#### Prompt:
In the listing below, start your output at the line with "let found = match" and end it after the line with "self.save()?;", copying every line exactly.

#### Available data:
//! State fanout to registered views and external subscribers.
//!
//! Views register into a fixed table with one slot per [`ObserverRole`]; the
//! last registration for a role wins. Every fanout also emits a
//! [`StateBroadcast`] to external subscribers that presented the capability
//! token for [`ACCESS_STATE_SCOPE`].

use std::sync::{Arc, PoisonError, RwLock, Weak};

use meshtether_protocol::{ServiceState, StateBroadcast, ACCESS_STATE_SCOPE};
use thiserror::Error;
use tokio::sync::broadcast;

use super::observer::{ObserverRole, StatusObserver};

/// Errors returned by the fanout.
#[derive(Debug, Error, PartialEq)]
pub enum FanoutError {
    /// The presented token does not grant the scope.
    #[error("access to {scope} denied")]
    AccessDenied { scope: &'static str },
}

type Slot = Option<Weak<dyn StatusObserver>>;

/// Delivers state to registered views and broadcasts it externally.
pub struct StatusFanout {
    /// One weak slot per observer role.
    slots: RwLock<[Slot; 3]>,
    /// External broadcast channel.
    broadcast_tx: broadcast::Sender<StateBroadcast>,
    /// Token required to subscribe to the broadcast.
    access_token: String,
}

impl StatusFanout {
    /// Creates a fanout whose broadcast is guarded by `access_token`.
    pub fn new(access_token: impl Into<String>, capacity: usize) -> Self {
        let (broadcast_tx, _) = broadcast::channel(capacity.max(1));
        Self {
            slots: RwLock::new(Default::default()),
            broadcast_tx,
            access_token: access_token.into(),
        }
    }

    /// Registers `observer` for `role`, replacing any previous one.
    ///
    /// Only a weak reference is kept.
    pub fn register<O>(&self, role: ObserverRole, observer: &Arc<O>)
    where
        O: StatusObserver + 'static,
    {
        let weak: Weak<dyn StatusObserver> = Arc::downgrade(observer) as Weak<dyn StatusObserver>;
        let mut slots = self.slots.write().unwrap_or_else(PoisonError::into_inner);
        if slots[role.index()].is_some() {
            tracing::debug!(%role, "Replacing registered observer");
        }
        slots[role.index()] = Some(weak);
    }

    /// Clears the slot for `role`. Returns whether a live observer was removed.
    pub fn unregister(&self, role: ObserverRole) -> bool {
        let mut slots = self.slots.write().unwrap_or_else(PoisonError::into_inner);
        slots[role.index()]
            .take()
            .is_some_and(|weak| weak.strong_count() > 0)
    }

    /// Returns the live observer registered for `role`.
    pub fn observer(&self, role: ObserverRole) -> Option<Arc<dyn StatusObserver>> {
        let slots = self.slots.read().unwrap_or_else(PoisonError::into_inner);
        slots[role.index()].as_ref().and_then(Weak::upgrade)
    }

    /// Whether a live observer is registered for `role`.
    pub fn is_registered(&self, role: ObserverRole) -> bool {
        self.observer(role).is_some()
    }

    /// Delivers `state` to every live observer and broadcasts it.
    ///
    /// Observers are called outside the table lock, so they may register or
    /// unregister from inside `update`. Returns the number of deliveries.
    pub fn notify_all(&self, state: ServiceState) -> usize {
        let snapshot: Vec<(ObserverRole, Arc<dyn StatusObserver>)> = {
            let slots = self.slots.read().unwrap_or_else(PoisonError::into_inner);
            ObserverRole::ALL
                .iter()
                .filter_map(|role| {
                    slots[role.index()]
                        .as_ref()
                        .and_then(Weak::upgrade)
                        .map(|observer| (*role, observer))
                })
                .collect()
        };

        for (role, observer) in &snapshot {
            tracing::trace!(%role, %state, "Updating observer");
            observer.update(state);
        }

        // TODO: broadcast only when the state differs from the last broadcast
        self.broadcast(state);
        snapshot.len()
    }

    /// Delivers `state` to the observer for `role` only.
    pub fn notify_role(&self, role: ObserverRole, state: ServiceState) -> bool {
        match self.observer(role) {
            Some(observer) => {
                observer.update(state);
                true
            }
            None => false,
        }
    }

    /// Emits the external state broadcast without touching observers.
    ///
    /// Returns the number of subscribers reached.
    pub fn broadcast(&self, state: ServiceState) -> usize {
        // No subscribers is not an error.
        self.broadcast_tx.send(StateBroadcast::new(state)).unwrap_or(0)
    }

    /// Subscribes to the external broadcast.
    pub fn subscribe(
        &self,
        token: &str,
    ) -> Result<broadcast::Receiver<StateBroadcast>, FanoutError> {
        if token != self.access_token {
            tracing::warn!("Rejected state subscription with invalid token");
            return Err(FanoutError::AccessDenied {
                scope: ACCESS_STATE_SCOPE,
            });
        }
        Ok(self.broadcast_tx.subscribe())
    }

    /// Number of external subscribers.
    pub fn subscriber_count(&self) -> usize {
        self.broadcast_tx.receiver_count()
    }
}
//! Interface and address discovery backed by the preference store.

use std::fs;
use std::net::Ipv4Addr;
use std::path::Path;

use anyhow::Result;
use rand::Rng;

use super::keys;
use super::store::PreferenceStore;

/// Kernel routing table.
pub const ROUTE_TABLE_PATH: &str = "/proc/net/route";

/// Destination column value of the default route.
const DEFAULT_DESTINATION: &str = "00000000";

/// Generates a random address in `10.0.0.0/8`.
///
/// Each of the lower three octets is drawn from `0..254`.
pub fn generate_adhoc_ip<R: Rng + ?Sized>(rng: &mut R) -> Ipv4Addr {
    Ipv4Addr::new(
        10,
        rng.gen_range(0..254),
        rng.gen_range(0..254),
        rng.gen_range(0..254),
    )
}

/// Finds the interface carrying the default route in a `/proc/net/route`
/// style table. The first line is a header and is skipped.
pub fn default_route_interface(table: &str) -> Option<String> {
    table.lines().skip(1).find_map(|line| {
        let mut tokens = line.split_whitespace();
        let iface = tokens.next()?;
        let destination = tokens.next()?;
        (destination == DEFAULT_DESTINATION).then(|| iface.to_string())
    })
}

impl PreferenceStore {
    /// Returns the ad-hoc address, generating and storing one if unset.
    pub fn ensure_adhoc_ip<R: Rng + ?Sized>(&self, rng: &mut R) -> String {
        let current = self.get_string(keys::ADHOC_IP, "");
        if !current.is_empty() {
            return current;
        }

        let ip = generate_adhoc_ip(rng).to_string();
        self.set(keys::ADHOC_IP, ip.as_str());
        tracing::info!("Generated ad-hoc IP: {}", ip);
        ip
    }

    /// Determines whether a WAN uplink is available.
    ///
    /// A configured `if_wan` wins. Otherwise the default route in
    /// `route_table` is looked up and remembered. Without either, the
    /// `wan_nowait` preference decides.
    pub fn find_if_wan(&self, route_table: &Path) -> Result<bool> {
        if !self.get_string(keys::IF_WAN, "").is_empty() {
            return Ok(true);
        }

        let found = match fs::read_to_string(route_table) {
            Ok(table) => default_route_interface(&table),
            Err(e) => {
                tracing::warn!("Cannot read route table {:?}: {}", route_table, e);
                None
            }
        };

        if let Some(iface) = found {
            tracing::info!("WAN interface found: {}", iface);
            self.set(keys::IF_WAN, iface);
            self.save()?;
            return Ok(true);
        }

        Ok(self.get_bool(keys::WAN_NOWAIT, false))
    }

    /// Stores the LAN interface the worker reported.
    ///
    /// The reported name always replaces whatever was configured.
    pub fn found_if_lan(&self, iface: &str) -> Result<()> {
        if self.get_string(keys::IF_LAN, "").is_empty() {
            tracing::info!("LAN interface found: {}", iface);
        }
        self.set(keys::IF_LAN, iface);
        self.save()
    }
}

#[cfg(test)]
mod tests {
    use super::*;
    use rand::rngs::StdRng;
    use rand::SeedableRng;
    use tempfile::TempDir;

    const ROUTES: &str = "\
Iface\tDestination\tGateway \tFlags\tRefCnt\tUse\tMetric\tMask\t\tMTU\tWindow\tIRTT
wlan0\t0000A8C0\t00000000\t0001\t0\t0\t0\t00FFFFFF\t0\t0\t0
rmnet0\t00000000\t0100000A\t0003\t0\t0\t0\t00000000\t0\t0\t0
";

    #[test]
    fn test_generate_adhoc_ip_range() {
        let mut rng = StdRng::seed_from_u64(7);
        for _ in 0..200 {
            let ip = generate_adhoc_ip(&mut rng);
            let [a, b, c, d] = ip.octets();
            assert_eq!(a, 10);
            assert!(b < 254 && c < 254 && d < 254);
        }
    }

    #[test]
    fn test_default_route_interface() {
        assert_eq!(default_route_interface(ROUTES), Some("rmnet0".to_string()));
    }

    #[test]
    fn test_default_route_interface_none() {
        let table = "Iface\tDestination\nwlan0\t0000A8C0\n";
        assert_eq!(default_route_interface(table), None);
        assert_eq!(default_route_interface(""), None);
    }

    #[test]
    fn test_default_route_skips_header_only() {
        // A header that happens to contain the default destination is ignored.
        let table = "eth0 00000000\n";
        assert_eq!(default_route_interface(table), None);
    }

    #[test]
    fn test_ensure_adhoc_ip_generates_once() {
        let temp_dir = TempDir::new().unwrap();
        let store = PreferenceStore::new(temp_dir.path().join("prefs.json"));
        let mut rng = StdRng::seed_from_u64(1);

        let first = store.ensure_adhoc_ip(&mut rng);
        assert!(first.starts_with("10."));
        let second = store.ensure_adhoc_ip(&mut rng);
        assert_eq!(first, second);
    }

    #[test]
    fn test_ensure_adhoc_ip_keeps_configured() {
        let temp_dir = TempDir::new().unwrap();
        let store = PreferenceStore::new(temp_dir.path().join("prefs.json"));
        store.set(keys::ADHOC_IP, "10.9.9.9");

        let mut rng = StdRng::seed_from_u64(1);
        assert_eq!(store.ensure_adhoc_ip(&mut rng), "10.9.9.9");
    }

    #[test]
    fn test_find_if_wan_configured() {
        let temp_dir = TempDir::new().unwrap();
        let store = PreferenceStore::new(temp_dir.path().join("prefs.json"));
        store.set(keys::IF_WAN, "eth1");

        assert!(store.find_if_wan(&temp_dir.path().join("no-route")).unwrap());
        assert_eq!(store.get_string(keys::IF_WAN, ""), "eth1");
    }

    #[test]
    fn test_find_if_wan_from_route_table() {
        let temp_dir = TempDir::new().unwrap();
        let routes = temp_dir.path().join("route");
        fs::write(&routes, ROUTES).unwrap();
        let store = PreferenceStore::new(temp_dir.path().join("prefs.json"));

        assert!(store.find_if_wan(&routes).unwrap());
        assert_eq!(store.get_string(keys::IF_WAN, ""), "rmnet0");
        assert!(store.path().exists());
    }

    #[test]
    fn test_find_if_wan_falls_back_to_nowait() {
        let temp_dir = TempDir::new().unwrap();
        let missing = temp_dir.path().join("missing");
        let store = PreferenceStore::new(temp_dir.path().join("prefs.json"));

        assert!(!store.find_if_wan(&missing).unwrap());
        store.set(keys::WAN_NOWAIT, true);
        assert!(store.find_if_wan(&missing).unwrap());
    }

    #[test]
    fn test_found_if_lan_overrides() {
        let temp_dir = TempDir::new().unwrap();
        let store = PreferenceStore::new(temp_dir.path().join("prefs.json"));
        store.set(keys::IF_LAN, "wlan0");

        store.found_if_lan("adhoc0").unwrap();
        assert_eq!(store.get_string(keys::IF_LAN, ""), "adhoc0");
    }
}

#### Answer for this exercise:
        let found = match fs::read_to_string(route_table) {
            Ok(table) => default_route_interface(&table),
            Err(e) => {
                tracing::warn!("Cannot read route table {:?}: {}", route_table, e);
                None
            }
        };

        if let Some(iface) = found {
            tracing::info!("WAN interface found: {}", iface);
            self.set(keys::IF_WAN, iface);
            self.save()?;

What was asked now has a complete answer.